Supplied entries:
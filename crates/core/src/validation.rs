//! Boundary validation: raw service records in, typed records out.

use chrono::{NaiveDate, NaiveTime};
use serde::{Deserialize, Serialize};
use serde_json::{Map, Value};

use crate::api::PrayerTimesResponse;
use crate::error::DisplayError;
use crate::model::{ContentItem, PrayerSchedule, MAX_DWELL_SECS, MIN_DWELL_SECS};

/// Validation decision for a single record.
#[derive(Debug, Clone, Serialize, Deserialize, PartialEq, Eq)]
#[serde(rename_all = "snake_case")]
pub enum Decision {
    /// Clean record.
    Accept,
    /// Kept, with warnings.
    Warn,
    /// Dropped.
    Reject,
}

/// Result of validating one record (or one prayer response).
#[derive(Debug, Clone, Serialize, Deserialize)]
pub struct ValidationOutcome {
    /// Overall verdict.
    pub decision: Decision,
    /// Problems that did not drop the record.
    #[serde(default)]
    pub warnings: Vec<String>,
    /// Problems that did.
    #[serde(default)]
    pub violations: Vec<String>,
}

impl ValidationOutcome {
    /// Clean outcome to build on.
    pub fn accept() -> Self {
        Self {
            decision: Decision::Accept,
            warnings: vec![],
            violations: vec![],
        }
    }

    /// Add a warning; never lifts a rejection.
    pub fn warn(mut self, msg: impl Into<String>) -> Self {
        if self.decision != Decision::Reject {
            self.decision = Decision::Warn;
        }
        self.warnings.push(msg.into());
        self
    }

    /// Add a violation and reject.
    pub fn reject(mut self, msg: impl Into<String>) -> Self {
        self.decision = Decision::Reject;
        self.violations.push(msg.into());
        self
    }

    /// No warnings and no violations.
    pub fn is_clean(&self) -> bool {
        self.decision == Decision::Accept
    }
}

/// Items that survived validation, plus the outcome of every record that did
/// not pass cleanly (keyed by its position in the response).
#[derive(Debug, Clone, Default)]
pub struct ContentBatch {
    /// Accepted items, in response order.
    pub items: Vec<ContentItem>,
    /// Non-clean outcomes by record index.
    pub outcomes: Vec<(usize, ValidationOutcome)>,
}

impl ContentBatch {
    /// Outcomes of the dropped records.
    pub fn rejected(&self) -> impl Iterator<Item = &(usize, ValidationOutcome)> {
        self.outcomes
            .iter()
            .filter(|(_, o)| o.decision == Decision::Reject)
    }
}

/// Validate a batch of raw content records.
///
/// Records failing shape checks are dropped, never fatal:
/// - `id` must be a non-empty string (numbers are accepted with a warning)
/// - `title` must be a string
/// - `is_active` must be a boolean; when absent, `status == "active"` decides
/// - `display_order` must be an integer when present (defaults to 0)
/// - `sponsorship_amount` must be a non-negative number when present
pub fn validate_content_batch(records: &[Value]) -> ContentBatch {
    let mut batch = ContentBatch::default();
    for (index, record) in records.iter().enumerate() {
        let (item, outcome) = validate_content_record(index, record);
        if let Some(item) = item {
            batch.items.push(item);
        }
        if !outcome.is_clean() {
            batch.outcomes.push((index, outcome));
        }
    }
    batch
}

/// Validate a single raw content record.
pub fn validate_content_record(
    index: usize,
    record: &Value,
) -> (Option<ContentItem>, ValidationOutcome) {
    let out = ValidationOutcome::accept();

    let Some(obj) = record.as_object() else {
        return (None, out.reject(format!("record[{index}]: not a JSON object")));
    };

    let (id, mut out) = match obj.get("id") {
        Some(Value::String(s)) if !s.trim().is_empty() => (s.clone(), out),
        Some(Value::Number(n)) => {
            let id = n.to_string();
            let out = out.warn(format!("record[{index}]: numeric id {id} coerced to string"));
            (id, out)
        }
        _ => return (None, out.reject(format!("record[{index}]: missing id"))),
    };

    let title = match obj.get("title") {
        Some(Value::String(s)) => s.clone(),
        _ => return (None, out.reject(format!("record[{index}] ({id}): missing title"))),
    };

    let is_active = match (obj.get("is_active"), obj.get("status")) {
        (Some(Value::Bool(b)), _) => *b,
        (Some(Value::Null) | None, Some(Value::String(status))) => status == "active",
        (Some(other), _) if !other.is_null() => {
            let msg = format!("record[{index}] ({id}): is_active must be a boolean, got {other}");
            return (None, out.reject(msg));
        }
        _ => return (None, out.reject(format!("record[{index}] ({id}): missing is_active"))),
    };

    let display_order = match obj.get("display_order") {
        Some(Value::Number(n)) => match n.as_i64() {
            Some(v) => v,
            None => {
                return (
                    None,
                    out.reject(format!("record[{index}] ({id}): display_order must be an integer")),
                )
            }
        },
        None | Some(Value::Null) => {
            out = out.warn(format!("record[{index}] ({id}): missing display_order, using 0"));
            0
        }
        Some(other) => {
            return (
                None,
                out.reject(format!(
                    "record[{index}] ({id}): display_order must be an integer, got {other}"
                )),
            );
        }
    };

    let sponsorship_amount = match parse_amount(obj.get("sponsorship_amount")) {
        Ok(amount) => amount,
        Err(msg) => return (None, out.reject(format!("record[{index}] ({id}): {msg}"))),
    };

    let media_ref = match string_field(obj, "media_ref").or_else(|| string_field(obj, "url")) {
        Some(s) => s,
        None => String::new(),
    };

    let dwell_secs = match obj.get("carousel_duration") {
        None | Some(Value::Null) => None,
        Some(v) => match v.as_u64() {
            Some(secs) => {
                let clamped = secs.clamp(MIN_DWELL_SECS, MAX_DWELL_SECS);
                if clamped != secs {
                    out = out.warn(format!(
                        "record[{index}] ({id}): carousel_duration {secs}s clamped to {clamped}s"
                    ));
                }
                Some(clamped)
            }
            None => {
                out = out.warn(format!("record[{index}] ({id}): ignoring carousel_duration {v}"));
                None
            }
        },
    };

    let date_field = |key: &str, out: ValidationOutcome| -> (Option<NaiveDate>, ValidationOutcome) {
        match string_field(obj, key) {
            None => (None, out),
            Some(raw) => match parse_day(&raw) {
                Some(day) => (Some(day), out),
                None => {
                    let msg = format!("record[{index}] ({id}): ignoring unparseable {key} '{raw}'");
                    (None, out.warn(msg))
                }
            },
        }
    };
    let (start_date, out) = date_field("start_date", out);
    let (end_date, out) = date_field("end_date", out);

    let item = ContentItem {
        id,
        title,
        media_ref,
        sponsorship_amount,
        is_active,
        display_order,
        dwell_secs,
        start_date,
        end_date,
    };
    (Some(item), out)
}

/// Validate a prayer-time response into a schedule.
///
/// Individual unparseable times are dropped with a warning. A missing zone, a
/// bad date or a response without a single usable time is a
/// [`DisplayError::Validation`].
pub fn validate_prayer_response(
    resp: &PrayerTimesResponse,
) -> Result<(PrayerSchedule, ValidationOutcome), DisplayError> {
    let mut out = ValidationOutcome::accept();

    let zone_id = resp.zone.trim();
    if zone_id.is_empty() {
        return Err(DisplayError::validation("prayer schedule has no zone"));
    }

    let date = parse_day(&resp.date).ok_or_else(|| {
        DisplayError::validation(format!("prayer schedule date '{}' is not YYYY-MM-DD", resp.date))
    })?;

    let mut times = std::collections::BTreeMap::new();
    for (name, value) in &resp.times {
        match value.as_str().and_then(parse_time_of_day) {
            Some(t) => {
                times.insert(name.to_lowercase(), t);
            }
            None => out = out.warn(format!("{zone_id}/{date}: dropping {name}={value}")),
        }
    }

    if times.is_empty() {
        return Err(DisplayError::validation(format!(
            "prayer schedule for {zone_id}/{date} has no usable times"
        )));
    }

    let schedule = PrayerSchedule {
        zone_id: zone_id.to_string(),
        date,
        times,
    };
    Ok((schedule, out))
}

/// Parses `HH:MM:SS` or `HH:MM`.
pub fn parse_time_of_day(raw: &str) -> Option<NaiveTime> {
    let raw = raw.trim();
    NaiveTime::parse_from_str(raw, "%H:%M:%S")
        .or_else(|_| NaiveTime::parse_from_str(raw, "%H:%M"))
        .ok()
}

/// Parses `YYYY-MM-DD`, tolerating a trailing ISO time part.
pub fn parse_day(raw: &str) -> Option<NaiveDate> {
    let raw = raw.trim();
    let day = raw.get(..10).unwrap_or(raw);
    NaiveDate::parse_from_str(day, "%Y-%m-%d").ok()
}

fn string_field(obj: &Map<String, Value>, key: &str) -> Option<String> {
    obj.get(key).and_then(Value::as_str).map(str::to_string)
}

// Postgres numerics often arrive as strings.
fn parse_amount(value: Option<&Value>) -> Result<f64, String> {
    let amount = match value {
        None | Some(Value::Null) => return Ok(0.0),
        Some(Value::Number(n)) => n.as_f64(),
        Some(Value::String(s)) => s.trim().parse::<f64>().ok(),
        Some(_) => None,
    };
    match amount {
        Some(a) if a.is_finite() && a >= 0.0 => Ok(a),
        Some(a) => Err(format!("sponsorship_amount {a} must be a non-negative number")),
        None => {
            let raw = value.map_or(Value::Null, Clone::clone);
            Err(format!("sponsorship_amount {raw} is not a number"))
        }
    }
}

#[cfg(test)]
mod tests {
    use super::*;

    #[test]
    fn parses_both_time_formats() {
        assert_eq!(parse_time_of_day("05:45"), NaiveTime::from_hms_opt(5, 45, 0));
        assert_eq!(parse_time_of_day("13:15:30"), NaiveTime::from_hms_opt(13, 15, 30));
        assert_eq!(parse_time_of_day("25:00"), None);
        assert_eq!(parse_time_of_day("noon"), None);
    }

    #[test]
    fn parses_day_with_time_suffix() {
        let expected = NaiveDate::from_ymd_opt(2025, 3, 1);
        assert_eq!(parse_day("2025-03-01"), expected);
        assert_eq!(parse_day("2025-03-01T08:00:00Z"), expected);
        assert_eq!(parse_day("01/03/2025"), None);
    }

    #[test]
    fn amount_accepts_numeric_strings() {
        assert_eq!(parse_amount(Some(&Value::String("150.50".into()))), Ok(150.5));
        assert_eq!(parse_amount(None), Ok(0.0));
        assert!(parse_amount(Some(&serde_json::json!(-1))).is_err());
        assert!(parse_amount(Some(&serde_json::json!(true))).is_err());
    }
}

Goal of the exercise:
Report every line in the data above in which the word "when" appears.

Answer area:
/// - `is_active` must be a boolean; when absent, `status == "active"` decides
/// - `display_order` must be an integer when present (defaults to 0)
/// - `sponsorship_amount` must be a non-negative number when present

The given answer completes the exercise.